В общем, попал Крячко под козырной отбой! И ведь и нутром, и сыщицкой своей сущностью чуял он, что не все ему этот водила рассказал, а прицепиться было не к чему, и, самое главное, он был уверен, что каждое, даже самое незначительное слово Геннадия Михайловича, если он вдруг вздумает проверять, подтвердится. Так что ушел Стас со двора несолоно хлебавши, что настроения ему не улучшило.
– Ну что, юноша, – мрачно сказал он Никитину. – Пошли за твоей папкой, и двинем мы обратно в Москву.

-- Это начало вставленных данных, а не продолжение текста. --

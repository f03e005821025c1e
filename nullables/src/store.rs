//! Nullable store: thread-safe in-memory storage for testing.

use std::collections::{BTreeMap, HashMap};
use std::sync::{Mutex, MutexGuard};

use chainvote_store::{
    ElectionStore, InsertOutcome, PendingClaim, PendingClaimStore, StoreError, UserStore,
    VoteRecordStore, WalletChange,
};
use chainvote_types::{
    Candidate, Election, ElectionId, TxHash, UserId, UserProfile, VoteRecord, VoterAddress,
};

#[derive(Default)]
struct Tables {
    votes: BTreeMap<(UserId, ElectionId), VoteRecord>,
    vote_tx: HashMap<TxHash, (UserId, ElectionId)>,
    elections: BTreeMap<ElectionId, Election>,
    users: HashMap<UserId, UserProfile>,
    sessions: HashMap<String, UserId>,
    pending: BTreeMap<TxHash, PendingClaim>,
    inserts: u64,
}

/// Every Store table behind one mutex, so a guarded insert is a single
/// critical section just like one LMDB write transaction.
/// Thread-safe for use with tokio's multi-threaded runtime.
#[derive(Default)]
pub struct NullStore {
    tables: Mutex<Tables>,
}

impl NullStore {
    pub fn new() -> Self {
        Self::default()
    }

    fn lock(&self) -> MutexGuard<'_, Tables> {
        self.tables.lock().unwrap()
    }

    /// Insert a user together with a session token.
    pub fn with_user(self, user: UserProfile, token: &str) -> Self {
        {
            let mut t = self.lock();
            t.sessions.insert(token.to_string(), user.id.clone());
            t.users.insert(user.id.clone(), user);
        }
        self
    }

    /// Number of successful inserts (for assertions).
    pub fn inserted_count(&self) -> u64 {
        self.lock().inserts
    }
}

impl VoteRecordStore for NullStore {
    fn insert_vote_record(&self, record: &VoteRecord) -> Result<InsertOutcome, StoreError> {
        let mut t = self.lock();
        let key = (record.user_id.clone(), record.election_id);
        if let Some(existing) = t.votes.get(&key) {
            return Ok(InsertOutcome::Duplicate(existing.clone()));
        }
        if let Some(owner) = t.vote_tx.get(&record.transaction_hash) {
            if let Some(existing) = t.votes.get(owner) {
                return Ok(InsertOutcome::TxAlreadyUsed(existing.clone()));
            }
        }
        t.vote_tx.insert(record.transaction_hash, key.clone());
        t.votes.insert(key, record.clone());
        t.inserts += 1;
        Ok(InsertOutcome::Inserted)
    }

    fn get_vote_record(
        &self,
        user: &UserId,
        election: ElectionId,
    ) -> Result<Option<VoteRecord>, StoreError> {
        Ok(self.lock().votes.get(&(user.clone(), election)).cloned())
    }

    fn vote_record_by_tx(&self, hash: &TxHash) -> Result<Option<VoteRecord>, StoreError> {
        let t = self.lock();
        Ok(t.vote_tx.get(hash).and_then(|key| t.votes.get(key)).cloned())
    }

    fn vote_records_for_user(&self, user: &UserId) -> Result<Vec<VoteRecord>, StoreError> {
        let mut records: Vec<VoteRecord> = self
            .lock()
            .votes
            .values()
            .filter(|r| &r.user_id == user)
            .cloned()
            .collect();
        records.sort_by_key(|r| (r.recorded_at, r.election_id));
        Ok(records)
    }

    fn count_vote_records(&self, election: ElectionId) -> Result<u64, StoreError> {
        Ok(self
            .lock()
            .votes
            .values()
            .filter(|r| r.election_id == election)
            .count() as u64)
    }
}

impl ElectionStore for NullStore {
    fn put_election(&self, election: &Election) -> Result<(), StoreError> {
        let mut t = self.lock();
        let mut next = election.clone();
        if let Some(existing) = t.elections.get(&election.id) {
            next.absorb_stored(existing);
        }
        t.elections.insert(election.id, next);
        Ok(())
    }

    fn get_election(&self, id: ElectionId) -> Result<Option<Election>, StoreError> {
        Ok(self.lock().elections.get(&id).cloned())
    }

    fn list_elections(&self) -> Result<Vec<Election>, StoreError> {
        Ok(self.lock().elections.values().cloned().collect())
    }

    fn update_tally(
        &self,
        id: ElectionId,
        candidates: &[Candidate],
        at_block: u64,
    ) -> Result<bool, StoreError> {
        let mut t = self.lock();
        let election = t
            .elections
            .get_mut(&id)
            .ok_or_else(|| StoreError::NotFound(format!("election {id}")))?;
        Ok(election.apply_tally(candidates, at_block))
    }

    fn mark_closed(&self, id: ElectionId) -> Result<(), StoreError> {
        let mut t = self.lock();
        let election = t
            .elections
            .get_mut(&id)
            .ok_or_else(|| StoreError::NotFound(format!("election {id}")))?;
        election.closed = true;
        Ok(())
    }
}

impl UserStore for NullStore {
    fn get_user(&self, id: &UserId) -> Result<Option<UserProfile>, StoreError> {
        Ok(self.lock().users.get(id).cloned())
    }

    fn put_user(&self, user: &UserProfile) -> Result<(), StoreError> {
        self.lock().users.insert(user.id.clone(), user.clone());
        Ok(())
    }

    fn user_for_token(&self, token: &str) -> Result<Option<UserProfile>, StoreError> {
        let t = self.lock();
        Ok(t.sessions.get(token).and_then(|id| t.users.get(id)).cloned())
    }

    fn put_session(&self, token: &str, user: &UserId) -> Result<(), StoreError> {
        self.lock().sessions.insert(token.to_string(), user.clone());
        Ok(())
    }

    fn user_for_wallet(&self, address: &VoterAddress) -> Result<Option<UserProfile>, StoreError> {
        Ok(self
            .lock()
            .users
            .values()
            .find(|u| u.wallet.as_ref() == Some(address))
            .cloned())
    }

    fn set_wallet(
        &self,
        user: &UserId,
        wallet: Option<&VoterAddress>,
    ) -> Result<WalletChange, StoreError> {
        let mut t = self.lock();
        let current = t
            .users
            .get(user)
            .ok_or_else(|| StoreError::NotFound(format!("user {user}")))?;
        if current.wallet.as_ref() == wallet {
            return Ok(WalletChange::Updated(current.clone()));
        }
        if t.votes.keys().any(|(owner, _)| owner == user) {
            return Ok(WalletChange::LockedByVote);
        }
        if let Some(address) = wallet {
            let taken = t
                .users
                .values()
                .find(|u| &u.id != user && u.wallet.as_ref() == Some(address));
            if let Some(owner) = taken {
                return Ok(WalletChange::AddressInUse(owner.id.clone()));
            }
        }
        let profile = t
            .users
            .get_mut(user)
            .ok_or_else(|| StoreError::NotFound(format!("user {user}")))?;
        profile.wallet = wallet.cloned();
        Ok(WalletChange::Updated(profile.clone()))
    }
}

impl PendingClaimStore for NullStore {
    fn park_claim(&self, claim: &PendingClaim) -> Result<(), StoreError> {
        self.lock()
            .pending
            .insert(claim.claim.transaction_hash, claim.clone());
        Ok(())
    }

    fn pending_claims(&self) -> Result<Vec<PendingClaim>, StoreError> {
        Ok(self.lock().pending.values().cloned().collect())
    }

    fn remove_claim(&self, hash: &TxHash) -> Result<(), StoreError> {
        self.lock().pending.remove(hash);
        Ok(())
    }
}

В приемной, кроме Анны Григорьевны, никого не было. Как они и договаривались, он попросил у нее папиросу, чтобы до ближайшего киоска дотерпеть.
– Ну, я вам тогда прямо в пачке отдам, чтобы они у вас в кармане не раскрошились, – предложила она и, вытащив из пачки несколько папирос, спросила: – Пары штук хватит?
– Святая вы женщина, Анна Григорьевна! – с чувством сказал Крячко, опуская пачку в карман и протягивая ей свою визитную карточку. – Если вы вдруг чего-нибудь вспомните, то позвоните мне обязательно! – попросил он.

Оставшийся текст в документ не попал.